==== Provided information

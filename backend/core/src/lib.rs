//! `pagegraph-core` — document node model, schema registry and the
//! resolution engine that answers GraphQL queries over fetched pages.

pub mod engine;
pub mod error;
pub mod node;
pub mod protocol;
pub mod query;
pub mod schema;
pub mod selection;
pub mod source;

pub use engine::{Executor, NodeValue, TYPENAME_FIELD};
pub use error::{FetchError, FieldError, QueryError, SelectorError};
pub use node::Node;
pub use protocol::{Location, PathSegment, QueryRequest, Response, ResponseError};
pub use query::PreparedQuery;
pub use schema::{ArgDef, ArgType, Capability, FieldDef, ReturnShape, Schema, ShapeKind, TypeDef};
pub use selection::Selection;
pub use source::{DocumentSource, StaticSource};
//! Error types for user storage operations

use aws_sdk_dynamodb::error::SdkError;
use aws_sdk_dynamodb::operation::{
    get_item::GetItemError, put_item::PutItemError, update_item::UpdateItemError,
};
use thiserror::Error;

/// Result type for user storage operations
pub type UserStorageResult<T> = Result<T, UserStorageError>;

/// Errors that can occur during user storage operations
#[derive(Error, Debug)]
pub enum UserStorageError {
    /// Failed to insert user into Dynamo DB
    #[error("Failed to insert user into DynamoDB: {0}")]
    DynamoDbPutError(#[from] SdkError<PutItemError>),

    /// Failed to get user from Dynamo DB
    #[error("Failed to get user from DynamoDB: {0}")]
    DynamoDbGetError(#[from] SdkError<GetItemError>),

    /// Failed to update user in Dynamo DB
    #[error("Failed to update user in DynamoDB: {0}")]
    DynamoDbUpdateError(#[from] SdkError<UpdateItemError>),

    /// The user row does not exist
    #[error("User not found")]
    UserNotFound,

    /// The verification retry bound is exhausted for this user
    #[error("Verification retry bound exhausted")]
    RetriesExhausted,

    /// Serialization error for `serde_dynamo`
    #[error("Serialization error: {0}")]
    SerializationError(String),
}
use std::sync::Arc;

use axum::{Extension, Json};
use schemars::JsonSchema;
use serde::{Deserialize, Serialize};
use strum::Display;
use validator::Validate;

use crate::{
    provider::{DocumentVerification, VerificationApi},
    routes::validators::{validate_base64_image, validate_user_id},
    types::{AppError, ValidatedJson},
};
use kyc_storage::user::{KycUpdate, NewUser, UserStorage};

/// Document kinds the provider accepts
#[derive(Debug, Clone, Copy, Deserialize, Serialize, JsonSchema, Display)]
#[serde(rename_all = "SCREAMING_SNAKE_CASE")]
#[strum(serialize_all = "SCREAMING_SNAKE_CASE")]
pub enum DocumentType {
    Passport,
    IdCard,
    DriversLicense,
    ResidencePermit,
}

#[derive(Debug, Deserialize, Serialize, JsonSchema, Validate)]
#[serde(rename_all = "camelCase")]
pub struct VerifyDocumentRequest {
    /// Internal user id the result is recorded against
    #[validate(custom(function = "validate_user_id"))]
    pub user_id: String,
    /// Base64-encoded front image of the document
    #[validate(custom(function = "validate_base64_image"))]
    pub front_image: String,
    /// Base64-encoded back image, required for two-sided documents
    #[validate(custom(function = "validate_base64_image"))]
    pub back_image: Option<String>,
    /// Document kind hint for the provider
    pub document_type: Option<DocumentType>,
}

/// Verifies an identity document synchronously.
///
/// The normalized provider result is returned to the caller; a verified
/// outcome also marks the user's document as verified and overwrites the
/// stored details blob.
///
/// # Errors
///
/// - `400/401/429/502` - Mapped provider failures
/// - `503 database_error` - Storage unavailable
pub async fn verify_document(
    Extension(user_storage): Extension<Arc<UserStorage>>,
    Extension(provider): Extension<Arc<dyn VerificationApi>>,
    ValidatedJson(request): ValidatedJson<VerifyDocumentRequest>,
) -> Result<Json<DocumentVerification>, AppError> {
    let result = provider
        .verify_document(
            &request.front_image,
            request.back_image.as_deref(),
            request
                .document_type
                .map(|t| t.to_string())
                .as_deref(),
        )
        .await?;

    if result.is_approved() {
        user_storage
            .get_or_create(NewUser {
                user_id: request.user_id.clone(),
                email: None,
                phone_number: None,
            })
            .await?;

        let update = KycUpdate {
            id_verified: Some(true),
            kyc_details: serde_json::to_string(&result).ok(),
            ..KycUpdate::default()
        };
        user_storage
            .apply_kyc_update(&request.user_id, &update)
            .await?;
    }

    Ok(Json(result))
}
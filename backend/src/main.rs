use std::sync::Arc;

use aws_sdk_dynamodb::Client as DynamoDbClient;

use backend::{
    cache::CorrelationCache,
    provider::{DiditClient, VerificationApi},
    server,
    types::Environment,
};
use kyc_storage::user::UserStorage;
use tracing_subscriber::{fmt, EnvFilter};

#[tokio::main]
async fn main() -> anyhow::Result<()> {
    let environment = Environment::from_env();

    // Configure logging format based on environment
    // Use JSON format for staging/production, regular format for development
    match environment {
        Environment::Production | Environment::Staging => {
            fmt()
                .json()
                .with_env_filter(EnvFilter::from_default_env())
                .init();
        }
        Environment::Development => {
            fmt().with_env_filter(EnvFilter::from_default_env()).init();
        }
    }

    let dynamodb_client = Arc::new(DynamoDbClient::new(&environment.aws_config().await));
    let user_storage = Arc::new(UserStorage::new(
        dynamodb_client,
        environment.users_table_name(),
    ));

    tracing::info!("✅ Initialized user storage");

    // The correlation cache is an optimization; start degraded when Redis
    // is unreachable rather than refusing to serve
    let correlation_cache = match CorrelationCache::connect(&environment.redis_url()).await {
        Ok(cache) => {
            tracing::info!("✅ Initialized correlation cache");
            Some(Arc::new(cache))
        }
        Err(e) => {
            tracing::warn!("Correlation cache unavailable, continuing without it: {e}");
            None
        }
    };

    let provider: Arc<dyn VerificationApi> = Arc::new(DiditClient::new(
        environment.didit_base_url(),
        environment.didit_api_key(),
        environment.didit_workflow_id(),
        environment.callback_base_url(),
    ));

    tracing::info!("✅ Initialized verification provider client");

    server::start(environment, user_storage, correlation_cache, provider).await
}
//! Environment configuration for different deployment stages

use std::env;
use std::time::Duration;

use aws_config::{retry::RetryConfig, timeout::TimeoutConfig, BehaviorVersion};

/// Application environment configuration
#[derive(Debug, Clone, PartialEq, Eq)]
pub enum Environment {
    /// Production environment
    Production,
    /// Staging environment
    Staging,
    /// Development environment (uses `LocalStack` and local Redis)
    Development,
}

impl Environment {
    /// Creates an Environment from the `APP_ENV` environment variable
    ///
    /// # Panics
    ///
    /// Panics if `APP_ENV` contains an invalid value
    #[must_use]
    pub fn from_env() -> Self {
        let env = env::var("APP_ENV")
            .unwrap_or_else(|_| "development".to_string())
            .trim()
            .to_lowercase();

        match env.as_str() {
            "production" => Self::Production,
            "staging" => Self::Staging,
            "development" => Self::Development,
            _ => panic!("Invalid environment: {env}"),
        }
    }

    /// Whether to show API docs
    #[must_use]
    pub const fn show_api_docs(&self) -> bool {
        matches!(self, Self::Development | Self::Staging)
    }

    /// Returns the endpoint URL to use for AWS services
    #[must_use]
    pub const fn override_aws_endpoint_url(&self) -> Option<&str> {
        match self {
            // Regular AWS endpoints for production and staging
            Self::Production | Self::Staging => None,
            // LocalStack endpoint for development
            Self::Development => Some("http://localhost:4566"),
        }
    }

    /// AWS configuration with retry and timeout settings
    pub async fn aws_config(&self) -> aws_config::SdkConfig {
        let retry_config = RetryConfig::standard()
            .with_max_attempts(3)
            .with_initial_backoff(Duration::from_millis(50));

        let timeout_config = TimeoutConfig::builder()
            .operation_timeout(Duration::from_secs(30))
            .build();

        let mut config_builder = aws_config::load_defaults(BehaviorVersion::latest())
            .await
            .to_builder()
            .retry_config(retry_config)
            .timeout_config(timeout_config);

        if let Some(endpoint_url) = self.override_aws_endpoint_url() {
            config_builder = config_builder.endpoint_url(endpoint_url);
        }

        config_builder.build()
    }

    /// Returns the users table name
    ///
    /// # Panics
    ///
    /// Panics if the `DYNAMODB_USERS_TABLE_NAME` environment variable is not
    /// set in production/staging
    #[must_use]
    pub fn users_table_name(&self) -> String {
        match self {
            Self::Production | Self::Staging => env::var("DYNAMODB_USERS_TABLE_NAME")
                .expect("DYNAMODB_USERS_TABLE_NAME environment variable is not set"),
            Self::Development => {
                env::var("DYNAMODB_USERS_TABLE_NAME").unwrap_or_else(|_| "kyc-users".to_string())
            }
        }
    }

    /// Returns the Redis URL for the correlation cache
    ///
    /// # Panics
    ///
    /// Panics if the `REDIS_URL` environment variable is not set in
    /// production/staging
    #[must_use]
    pub fn redis_url(&self) -> String {
        match self {
            Self::Production | Self::Staging => {
                env::var("REDIS_URL").expect("REDIS_URL environment variable is not set")
            }
            Self::Development => {
                env::var("REDIS_URL").unwrap_or_else(|_| "redis://localhost:6379".to_string())
            }
        }
    }

    /// Returns the Didit API key
    ///
    /// # Panics
    ///
    /// Panics if the `DIDIT_API_KEY` environment variable is not set in
    /// production/staging
    #[must_use]
    pub fn didit_api_key(&self) -> String {
        match self {
            Self::Production | Self::Staging => {
                env::var("DIDIT_API_KEY").expect("DIDIT_API_KEY environment variable is not set")
            }
            Self::Development => {
                env::var("DIDIT_API_KEY").unwrap_or_else(|_| "test-api-key".to_string())
            }
        }
    }

    /// Returns the Didit workflow id sessions are created against
    ///
    /// # Panics
    ///
    /// Panics if the `DIDIT_WORKFLOW_ID` environment variable is not set in
    /// production/staging
    #[must_use]
    pub fn didit_workflow_id(&self) -> String {
        match self {
            Self::Production | Self::Staging => env::var("DIDIT_WORKFLOW_ID")
                .expect("DIDIT_WORKFLOW_ID environment variable is not set"),
            Self::Development => {
                env::var("DIDIT_WORKFLOW_ID").unwrap_or_else(|_| "test-workflow".to_string())
            }
        }
    }

    /// Returns the Didit API base URL
    #[must_use]
    pub fn didit_base_url(&self) -> String {
        env::var("DIDIT_BASE_URL").unwrap_or_else(|_| "https://verification.didit.me".to_string())
    }

    /// Returns the shared webhook signing secret, if configured.
    ///
    /// Webhooks are rejected outright when no secret is present; the
    /// receiver never falls back to accepting unauthenticated payloads.
    #[must_use]
    pub fn webhook_secret(&self) -> Option<String> {
        env::var("DIDIT_WEBHOOK_SECRET")
            .ok()
            .filter(|s| !s.is_empty())
    }

    /// Returns the base URL the provider calls back into
    ///
    /// # Panics
    ///
    /// Panics if the `CALLBACK_BASE_URL` environment variable is not set in
    /// production/staging
    #[must_use]
    pub fn callback_base_url(&self) -> String {
        match self {
            Self::Production | Self::Staging => env::var("CALLBACK_BASE_URL")
                .expect("CALLBACK_BASE_URL environment variable is not set"),
            Self::Development => env::var("CALLBACK_BASE_URL")
                .unwrap_or_else(|_| "http://localhost:8080".to_string()),
        }
    }

    /// Returns the frontend origin allowed by CORS, if any
    #[must_use]
    pub fn frontend_origin(&self) -> Option<String> {
        env::var("FRONTEND_ORIGIN").ok().filter(|s| !s.is_empty())
    }
}

#[cfg(test)]
mod tests {
    use super::*;
    use serial_test::serial;

    #[test]
    #[serial]
    fn test_environment_from_env() {
        // Test development (default)
        env::remove_var("APP_ENV");
        assert_eq!(Environment::from_env(), Environment::Development);

        // Test explicit development
        env::set_var("APP_ENV", "development");
        assert_eq!(Environment::from_env(), Environment::Development);

        // Test staging
        env::set_var("APP_ENV", "staging");
        assert_eq!(Environment::from_env(), Environment::Staging);

        // Test production
        env::set_var("APP_ENV", "production");
        assert_eq!(Environment::from_env(), Environment::Production);

        env::remove_var("APP_ENV");
    }

    #[test]
    #[serial]
    #[should_panic(expected = "Invalid environment: invalid")]
    fn test_invalid_environment() {
        env::set_var("APP_ENV", "invalid");
        let _ = Environment::from_env();
    }

    #[test]
    #[serial]
    fn test_webhook_secret_empty_is_absent() {
        env::set_var("DIDIT_WEBHOOK_SECRET", "");
        assert_eq!(Environment::Development.webhook_secret(), None);

        env::set_var("DIDIT_WEBHOOK_SECRET", "whsec_123");
        assert_eq!(
            Environment::Development.webhook_secret(),
            Some("whsec_123".to_string())
        );

        env::remove_var("DIDIT_WEBHOOK_SECRET");
    }

    #[test]
    #[serial]
    fn test_development_defaults() {
        env::remove_var("DYNAMODB_USERS_TABLE_NAME");
        env::remove_var("REDIS_URL");
        env::remove_var("DIDIT_BASE_URL");

        let env = Environment::Development;
        assert_eq!(env.users_table_name(), "kyc-users");
        assert_eq!(env.redis_url(), "redis://localhost:6379");
        assert_eq!(env.didit_base_url(), "https://verification.didit.me");
        assert!(env.show_api_docs());
        assert!(!Environment::Production.show_api_docs());
    }
}
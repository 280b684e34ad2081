use std::net::SocketAddr;
use std::sync::Arc;

use aide::openapi::OpenApi;
use axum::{
    extract::DefaultBodyLimit,
    http::{header, HeaderValue, Method},
    Extension, Router,
};
use tokio::net::TcpListener;
use tower_http::cors::CorsLayer;

use crate::cache::CorrelationCache;
use crate::provider::VerificationApi;
use crate::routes;
use crate::types::Environment;
use kyc_storage::user::UserStorage;

/// Document verification uploads base64 images; the axum default of 2 MB is
/// too small for two photos
const MAX_BODY_BYTES: usize = 10 * 1024 * 1024;

/// Outbound document verification is allowed 30s, so the inbound budget
/// must sit above it
const REQUEST_TIMEOUT_SECS: u64 = 35;

/// Assembles the full application router with its dependency extensions.
///
/// Dependencies are constructed once at startup and injected explicitly;
/// the correlation cache is optional and the service runs degraded without
/// it.
pub fn build_router(
    environment: Environment,
    user_storage: Arc<UserStorage>,
    correlation_cache: Option<Arc<CorrelationCache>>,
    provider: Arc<dyn VerificationApi>,
) -> Router {
    let mut openapi = OpenApi::default();
    let cors = cors_layer(&environment);

    routes::handler()
        .finish_api(&mut openapi)
        .layer(Extension(openapi))
        .layer(Extension(environment))
        .layer(Extension(user_storage))
        .layer(Extension(correlation_cache))
        .layer(Extension(provider))
        .layer(cors)
        .layer(DefaultBodyLimit::max(MAX_BODY_BYTES))
        .layer(tower_http::trace::TraceLayer::new_for_http())
        .layer(tower_http::timeout::TimeoutLayer::new(
            std::time::Duration::from_secs(REQUEST_TIMEOUT_SECS),
        ))
}

/// Starts the server with the given environment and dependencies
///
/// # Errors
///
/// Returns an error if the server fails to start or bind to the port
pub async fn start(
    environment: Environment,
    user_storage: Arc<UserStorage>,
    correlation_cache: Option<Arc<CorrelationCache>>,
    provider: Arc<dyn VerificationApi>,
) -> anyhow::Result<()> {
    let router = build_router(environment, user_storage, correlation_cache, provider);

    let addr = std::net::SocketAddr::from((
        [0, 0, 0, 0],
        std::env::var("PORT").map_or(Ok(8080), |p| p.parse())?,
    ));

    let listener = TcpListener::bind(&addr).await?;
    tracing::info!("🔄 KYC Verification Gateway started on http://{addr}");

    axum::serve(
        listener,
        router.into_make_service_with_connect_info::<SocketAddr>(),
    )
    .with_graceful_shutdown(shutdown_signal())
    .await
    .map_err(anyhow::Error::from)
}

/// CORS is pinned to the configured frontend origin outside development
fn cors_layer(environment: &Environment) -> CorsLayer {
    environment.frontend_origin().map_or_else(CorsLayer::permissive, |origin| {
        CorsLayer::new()
            .allow_origin(
                origin
                    .parse::<HeaderValue>()
                    .expect("FRONTEND_ORIGIN must be a valid header value"),
            )
            .allow_methods([Method::GET, Method::POST])
            .allow_headers([header::CONTENT_TYPE])
    })
}

/// Resolves when the process receives SIGINT or SIGTERM; connections are
/// drained and the storage/cache clients drop with the process
async fn shutdown_signal() {
    let ctrl_c = async {
        tokio::signal::ctrl_c()
            .await
            .expect("failed to install Ctrl+C handler");
    };

    #[cfg(unix)]
    let terminate = async {
        tokio::signal::unix::signal(tokio::signal::unix::SignalKind::terminate())
            .expect("failed to install SIGTERM handler")
            .recv()
            .await;
    };

    #[cfg(not(unix))]
    let terminate = std::future::pending::<()>();

    tokio::select! {
        () = ctrl_c => {},
        _ = terminate => {},
    }

    tracing::info!("Shutdown signal received, draining connections");
}
//! Universal error handling for the API

use aide::OperationOutput;
use axum::{
    http::StatusCode,
    response::{IntoResponse, Response},
    Json,
};
use schemars::JsonSchema;
use serde::Serialize;

use crate::provider::ProviderError;
use kyc_storage::user::UserStorageError;

/// API error response envelope
#[derive(Debug, Serialize, JsonSchema)]
#[serde(rename_all = "camelCase")]
pub struct ApiErrorResponse {
    /// Whether the client should retry the request
    pub allow_retry: bool,
    /// Error details
    error: ErrorBody,
}

/// Error body containing code and message
#[derive(Debug, Serialize, JsonSchema)]
#[serde(rename_all = "camelCase")]
struct ErrorBody {
    /// Machine-readable error code
    pub code: &'static str,
    /// Human-readable error message
    pub message: &'static str,
    /// Per-field validation failures, present on validation errors only
    #[serde(skip_serializing_if = "Option::is_none")]
    pub details: Option<Vec<String>>,
}

/// Application error type that wraps the API error response
#[derive(Debug)]
pub struct AppError {
    status: StatusCode,
    inner: ApiErrorResponse,
}

impl AppError {
    /// Create a new application error
    #[must_use]
    pub const fn new(
        status: StatusCode,
        code: &'static str,
        msg: &'static str,
        retry: bool,
    ) -> Self {
        Self {
            status,
            inner: ApiErrorResponse {
                allow_retry: retry,
                error: ErrorBody {
                    code,
                    message: msg,
                    details: None,
                },
            },
        }
    }

    /// Create a validation error carrying the full list of field failures
    #[must_use]
    pub const fn validation(details: Vec<String>) -> Self {
        Self {
            status: StatusCode::BAD_REQUEST,
            inner: ApiErrorResponse {
                allow_retry: false,
                error: ErrorBody {
                    code: "validation_error",
                    message: "Request validation failed",
                    details: Some(details),
                },
            },
        }
    }
}

impl IntoResponse for AppError {
    fn into_response(self) -> Response {
        // Log the error based on status code
        match self.status.as_u16() {
            400..=499 => tracing::warn!(
                "Client error: {} - {}",
                self.inner.error.code,
                self.inner.error.message
            ),
            500..=599 => tracing::error!(
                "Server error: {} - {}",
                self.inner.error.code,
                self.inner.error.message
            ),
            _ => {}
        }

        (self.status, Json(self.inner)).into_response()
    }
}

/// Convert storage errors to application errors
impl From<UserStorageError> for AppError {
    fn from(err: UserStorageError) -> Self {
        use UserStorageError::{
            DynamoDbGetError, DynamoDbPutError, DynamoDbUpdateError, RetriesExhausted,
            SerializationError, UserNotFound,
        };

        match &err {
            UserNotFound => {
                tracing::debug!("User row not found");
                Self::new(StatusCode::NOT_FOUND, "user_not_found", "User not found", false)
            }
            RetriesExhausted => {
                tracing::warn!("Verification retry bound exhausted");
                Self::new(
                    StatusCode::TOO_MANY_REQUESTS,
                    "retries_exceeded",
                    "Maximum verification attempts reached",
                    false,
                )
            }
            DynamoDbPutError(_) | DynamoDbGetError(_) | DynamoDbUpdateError(_) => {
                tracing::error!("DynamoDB error: {err}");
                Self::new(
                    StatusCode::SERVICE_UNAVAILABLE,
                    "database_error",
                    "Database service temporarily unavailable",
                    true,
                )
            }
            SerializationError(msg) => {
                tracing::error!("Serialization error: {msg}");
                Self::new(
                    StatusCode::INTERNAL_SERVER_ERROR,
                    "internal_error",
                    "Internal server error",
                    false,
                )
            }
        }
    }
}

/// Convert provider errors to application errors.
///
/// Upstream failures are logged with full detail and masked in the response.
impl From<ProviderError> for AppError {
    fn from(err: ProviderError) -> Self {
        use ProviderError::{Auth, BadRequest, NotFound, Permission, RateLimited, Unavailable};

        match &err {
            Auth => {
                tracing::error!("Provider rejected the API credentials");
                Self::new(
                    StatusCode::UNAUTHORIZED,
                    "upstream_auth",
                    "Verification provider rejected the API credentials",
                    false,
                )
            }
            Permission => {
                // Credential lacks scope; an operator problem, not a caller problem
                tracing::error!("Provider credentials lack the required scope");
                Self::new(
                    StatusCode::INTERNAL_SERVER_ERROR,
                    "internal_error",
                    "Internal server error",
                    false,
                )
            }
            BadRequest(detail) => {
                tracing::warn!("Provider rejected the request: {detail}");
                Self::new(
                    StatusCode::BAD_REQUEST,
                    "upstream_rejected",
                    "Verification provider rejected the request",
                    false,
                )
            }
            RateLimited { retry_after } => {
                tracing::warn!("Provider rate limit hit, retry after {retry_after:?}s");
                Self::new(
                    StatusCode::TOO_MANY_REQUESTS,
                    "rate_limit_exceeded",
                    "Too many requests, please try again later",
                    true,
                )
            }
            NotFound => {
                tracing::debug!("Resource not found at provider");
                Self::new(StatusCode::NOT_FOUND, "not_found", "Resource not found", false)
            }
            Unavailable(detail) => {
                tracing::error!("Provider unavailable: {detail}");
                Self::new(
                    StatusCode::BAD_GATEWAY,
                    "upstream_unavailable",
                    "Verification provider temporarily unavailable",
                    true,
                )
            }
        }
    }
}

impl OperationOutput for AppError {
    type Inner = ApiErrorResponse;

    fn operation_response(
        ctx: &mut aide::generate::GenContext,
        operation: &mut aide::openapi::Operation,
    ) -> Option<aide::openapi::Response> {
        Json::<ApiErrorResponse>::operation_response(ctx, operation)
    }
}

========

• Aim of the task:
For the listing above, identify each line bearing "ValidatedJson".

• Written response:
    types::{AppError, ValidatedJson},
    ValidatedJson(request): ValidatedJson<VerifyDocumentRequest>,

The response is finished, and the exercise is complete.